Uscì per la prima volta a Parigi nel 1955, in lingua inglese. A pubblicarlo fu l’Olympia Press, una casa editrice allora specializzata in letteratura erotica, che aveva la propria sede a Parigi per sfuggire alla censura nazionale. Nonostante il successo, un anno dopo, in Francia venne vietato e ritirato dal commercio. L’ossessione del professore di letteratura per una ragazza dodicenne era troppo anche per i modelli libertini francesi. Dovettero passare altri due lunghi anni prima che qualcuno si accorgesse della novità che avrebbe portato il libro e del successo che avrebbe avuto. 

Nel 1958, la storia di questa passione proibita arrivò negli Stati Uniti, portando con sé una ventata di freschezza e di altrettante polemiche inevitabili. Scriveva Kafka: «Se il libro che stiamo leggendo non ci desta, come un pugno che ci martella il cranio, perché allora lo leggiamo?», e forse non aveva tutti i torti. I libri di cui ci siamo innamorati, i film che abbiamo visto decine di volte senza stancarci mai, sono proprio quelli che in qualche modo ci hanno colpito, che ci hanno dato quel pugno lì. Sorge spontanea una domanda: tutti i libri possono essere considerati letteratura oppure no?

Copertina del 1955, The Olympia Press

Dare una definizione di letteratura risulta difficile: significherebbe ridurne la complessità, non rendendo giustizia a tutte le sue sfaccettature. Tutti i più grandi autori hanno provato a dire la loro, a trovare delle caratteristiche che potessero essere considerate necessarie affinché si parli di letteratura.
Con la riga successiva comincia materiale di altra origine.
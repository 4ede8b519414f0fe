//! Tracing subscriber setup.
//!
//! The terminal belongs to the UI, so log lines go to a file. Directives are
//! read from `CMDK_LOG`, then `RUST_LOG`, then default to `info`.

use anyhow::{Context, Result};
use std::fs::File;
use std::path::{Path, PathBuf};
use std::sync::Mutex;
use tracing_subscriber::prelude::*;
use tracing_subscriber::{fmt, EnvFilter};

pub const LOG_ENV: &str = "CMDK_LOG";
const DEFAULT_DIRECTIVE: &str = "info";

pub fn default_log_path() -> PathBuf {
    std::env::temp_dir().join("cmdk.log")
}

/// Install the global subscriber writing to `path`. Call once, before the
/// terminal enters raw mode.
pub fn init(path: &Path) -> Result<()> {
    let file = File::create(path)
        .with_context(|| format!("failed to create log file {}", path.display()))?;

    let fmt_layer = fmt::layer()
        .with_writer(Mutex::new(file))
        .with_ansi(false)
        .with_target(true);

    tracing_subscriber::registry()
        .with(build_env_filter())
        .with(fmt_layer)
        .try_init()
        .context("tracing subscriber already installed")?;

    tracing::info!(path = %path.display(), "logging initialised");
    Ok(())
}

fn build_env_filter() -> EnvFilter {
    filter_from(std::env::var(LOG_ENV).ok().as_deref())
        .or_else(|| EnvFilter::try_from_default_env().ok())
        .unwrap_or_else(|| EnvFilter::new(DEFAULT_DIRECTIVE))
}

// Unparseable directives fall through to the next source.
fn filter_from(directives: Option<&str>) -> Option<EnvFilter> {
    directives.and_then(|d| EnvFilter::try_new(d).ok())
}
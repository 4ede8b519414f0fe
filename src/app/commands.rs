use super::action::Action;
use crate::domain::{Category, CommandDescriptor, Registry, RegistryError};
use anyhow::anyhow;
use tokio::sync::mpsc;

fn reporting(
    tx: &mpsc::Sender<Action>,
    id: &str,
    name: &str,
    category: Category,
) -> CommandDescriptor {
    let tx = tx.clone();
    let label = name.to_string();
    CommandDescriptor::new(id, name, category, move || {
        tx.try_send(Action::CommandExecuted(label.clone()))
            .map_err(|e| anyhow!("could not report completion: {e}"))
    })
}

/// Built-in commands for the demo host. Actions report back on `tx`.
pub fn default_registry(tx: &mpsc::Sender<Action>) -> Result<Registry, RegistryError> {
    let quit_tx = tx.clone();
    Registry::new(vec![
        // --- Navigation ---
        reporting(tx, "nav-dashboard", "Go to Dashboard", Category::Navigation)
            .description("Workspace overview and recent activity")
            .keywords(["home", "overview"])
            .priority(10)
            .shortcut("g d"),
        reporting(tx, "nav-projects", "View All Projects", Category::Navigation)
            .description("Browse every project")
            .keywords(["list", "repos"])
            .priority(9)
            .shortcut("g p"),
        reporting(tx, "nav-analytics", "Open Analytics", Category::Navigation)
            .description("Usage and performance charts")
            .keywords(["metrics", "stats"])
            .priority(7),
        reporting(tx, "nav-settings", "Open Settings", Category::Navigation)
            .description("Account and workspace preferences")
            .keywords(["preferences", "config"])
            .priority(5)
            .shortcut("g s"),
        // --- Actions ---
        reporting(tx, "act-new-project", "Create New Project", Category::Actions)
            .description("Start a project from a template")
            .keywords(["add", "start"])
            .priority(8)
            .shortcut("c"),
        reporting(tx, "act-deploy", "Deploy to Production", Category::Actions)
            .description("Ship the current build")
            .keywords(["release", "ship"])
            .priority(6),
        CommandDescriptor::new("act-sync", "Sync Remote Data", Category::Actions, || {
            Err(anyhow!("remote is unreachable in demo mode"))
        })
        .description("Pull the latest data from the server")
        .keywords(["refresh", "fetch"])
        .priority(3),
        CommandDescriptor::new("act-quit", "Quit", Category::Actions, move || {
            quit_tx
                .try_send(Action::Quit)
                .map_err(|e| anyhow!("could not request quit: {e}"))
        })
        .description("Exit the application")
        .keywords(["exit", "close"])
        .priority(-10)
        .shortcut("q"),
        // --- AI ---
        reporting(tx, "ai-optimize", "AI Performance Optimizer", Category::Ai)
            .description("Find slow paths and suggest fixes")
            .keywords(["speed", "tune"])
            .priority(10),
        reporting(tx, "ai-review", "AI Code Review", Category::Ai)
            .description("Review the latest changes")
            .keywords(["lint", "check"])
            .priority(6),
        reporting(tx, "ai-docs", "Generate Documentation", Category::Ai)
            .description("Draft docs from source comments")
            .keywords(["write", "readme"])
            .priority(4),
        // --- Recent & Suggestions ---
        reporting(tx, "recent-api", "API Gateway Project", Category::Recent)
            .description("Last opened yesterday")
            .priority(2),
        reporting(tx, "suggest-invite", "Invite Team Members", Category::Suggestions)
            .description("Collaborate on your projects")
            .keywords(["share", "people"])
            .priority(1),
    ])
}
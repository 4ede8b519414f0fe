use super::models::{CommandDescriptor, MatchKind, MatchResult, MatchScore};
use super::registry::Registry;
use std::cmp::Reverse;

pub const DEFAULT_RESULT_LIMIT: usize = 8;

/// Rank `registry` against `query` and keep the best `limit` entries.
///
/// An empty or whitespace-only query browses the registry by priority.
/// Otherwise a command matches when the query, untrimmed, is a case-insensitive substring
/// of its name, description or one of its keywords; names that start with the
/// query rank ahead of the rest. Ties fall back to priority, then registry order.
#[must_use]
pub fn match_commands(query: &str, registry: &Registry, limit: usize) -> Vec<MatchResult> {
    if limit == 0 {
        return Vec::new();
    }

    let mut results: Vec<MatchResult> = if query.trim().is_empty() {
        registry
            .iter()
            .enumerate()
            .map(|(index, cmd)| MatchResult {
                command: cmd.clone(),
                score: MatchScore {
                    kind: MatchKind::Browse,
                    priority: cmd.priority,
                },
                index,
            })
            .collect()
    } else {
        let query_lower = query.to_lowercase();
        registry
            .iter()
            .enumerate()
            .filter_map(|(index, cmd)| {
                classify(cmd, &query_lower).map(|kind| MatchResult {
                    command: cmd.clone(),
                    score: MatchScore {
                        kind,
                        priority: cmd.priority,
                    },
                    index,
                })
            })
            .collect()
    };

    // Stable sort, so equal scores keep registry order.
    results.sort_by_key(|r| Reverse(r.score));
    results.truncate(limit);
    results
}

fn classify(cmd: &CommandDescriptor, query_lower: &str) -> Option<MatchKind> {
    let name = cmd.name.to_lowercase();
    if name.starts_with(query_lower) {
        return Some(MatchKind::Prefix);
    }

    let contained = name.contains(query_lower)
        || cmd.description.to_lowercase().contains(query_lower)
        || cmd
            .keywords
            .iter()
            .any(|k| k.to_lowercase().contains(query_lower));

    contained.then_some(MatchKind::Contains)
}
use anyhow::Result;
use clap::Parser;
use crossterm::{
    event::{DisableMouseCapture, EnableMouseCapture},
    execute,
    terminal::{disable_raw_mode, enable_raw_mode, EnterAlternateScreen, LeaveAlternateScreen},
};
use ratatui::{backend::CrosstermBackend, Terminal};
use std::io;
use std::path::PathBuf;
use std::sync::Arc;
use tokio::sync::mpsc;

use cmdk::app::{
    action::Action, command_palette::CommandPalette, commands::default_registry, config::PaletteConfig,
    hotkey::HotkeyController, logging, r#loop::run_loop, state::AppState,
};
use cmdk::infrastructure::terminal::TerminalInput;
use cmdk::theme::{PaletteType, Theme};

/// Keyboard-driven command palette for the terminal.
#[derive(Debug, Parser)]
#[command(name = "cmdk", version)]
struct Args {
    /// Palette config file (defaults to ~/.config/cmdk/config.toml)
    #[arg(long, value_name = "PATH")]
    config: Option<PathBuf>,

    /// Where to write logs (defaults to cmdk.log in the temp dir)
    #[arg(long, value_name = "PATH")]
    log_file: Option<PathBuf>,

    /// Color palette
    #[arg(long, value_enum, default_value_t = PaletteType::CatppuccinMocha)]
    theme: PaletteType,
}

fn setup_panic_hook() {
    let original_hook = std::panic::take_hook();
    std::panic::set_hook(Box::new(move |panic_info| {
        let _ = disable_raw_mode();
        let _ = execute!(io::stdout(), LeaveAlternateScreen, DisableMouseCapture);
        original_hook(panic_info);
    }));
}

#[tokio::main]
async fn main() -> Result<()> {
    let args = Args::parse();
    setup_panic_hook();

    // Everything that can fail runs BEFORE terminal setup so errors don't
    // leave the terminal in raw mode.
    let log_path = args.log_file.unwrap_or_else(logging::default_log_path);
    logging::init(&log_path)?;

    // An explicit path must load; the default location falls back quietly.
    let config = match &args.config {
        Some(path) => PaletteConfig::load_from(path)?,
        None => PaletteConfig::load(),
    };

    let (action_tx, action_rx) = mpsc::channel(100);
    let registry = default_registry(&action_tx)?;
    tracing::info!(commands = registry.len(), "registry loaded");
    if !registry.duplicates().is_empty() {
        let message = format!("Ignored duplicate command ids: {}", registry.duplicates().join(", "));
        action_tx.try_send(Action::Notify(message))?;
    }

    let hotkeys = HotkeyController::new(CommandPalette::new(Arc::new(registry), config));
    let mut app_state = AppState::new(hotkeys, Theme::from_palette_type(args.theme));

    // Setup terminal
    enable_raw_mode()?;
    let mut stdout = io::stdout();
    execute!(stdout, EnterAlternateScreen, EnableMouseCapture)?;
    let backend = CrosstermBackend::new(stdout);
    let mut terminal = Terminal::new(backend)?;

    // Run app
    let res = run_loop(
        &mut terminal,
        &mut app_state,
        Arc::new(TerminalInput::new()),
        action_rx,
    )
    .await;

    // Restore terminal
    disable_raw_mode()?;
    execute!(
        terminal.backend_mut(),
        LeaveAlternateScreen,
        DisableMouseCapture
    )?;
    terminal.show_cursor()?;

    if let Err(err) = res {
        tracing::error!("{err:#}");
        println!("{:?}", err);
    }

    Ok(())
}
Molti ne hanno perfino associato uno scopo, senza il quale essa non sarebbe tale.

Walter Siti, uno dei più celebrati autori italiani contemporanei, sostiene che la letteratura è quell’elemento che insinua la contraddizione, che mostra come ogni cosa ha in se stessa il suo contrario. Secondo lui oggi non ci si chiede più “che cos’è la letteratura”, piuttosto ci si concentra sulla domanda “a cosa serve la letteratura”.

Nel suo saggio Contro l’impegno. Riflessioni sul Bene in letteratura spiega come la sopravvivenza di certi romanzi sia a rischio a causa della tendenza diffusa di attribuire alla letteratura il compito di “riparare” il mondo. Le viene accostata una funzione salvifica, come se il suo unico scopo fosse quello di rincuorarci, di farci sentire meglio. I romanzi sembrano essere diventati strumenti utilizzati per diffondere verità e giustizia.

Walter Siti ©Gabriella Corrado / Luz

A proposito di questo filone di pensiero, Siti ci racconta di quanto è accaduto attorno al romanzo di Nabokov: «Secondo la critica americana Lisa Zunshine, Lolita è un libro che non bisognerebbe più far leggere ai ragazzi perché fa credere al lettore che lo stupro di una ragazzina da parte di un uomo maturo sia invece un gioco di seduzione esercitato dalla ragazzina sull’uomo. Il fatto è che, leggendo il romanzo, noi pensiamo che Humbert Humbert venga sedotto da Lolita e non possiamo fare a meno di identificarci con lui», ma il punto è proprio questo. L’intenzione di Nabokov è quella di farci immedesimare in qualcosa di inaccettabile, di farci dubitare della nostra stessa natura e di tutti quei principi morali che pensavamo essere inamovibili. Provare il desiderio del protagonista per una bambina come fosse il nostro, nonostante pensiamo sia sbagliato. È la forza della letteratura, che ha nell’ambiguità la sua più grande alleata. Questa caratteristica delle opere letterarie di poter significare più cose contemporaneamente, anche contraddicendosi, è dovuto sopratutto al fatto che il testo viene letto sullo sfondo di presupposti storici e culturali sempre diversi.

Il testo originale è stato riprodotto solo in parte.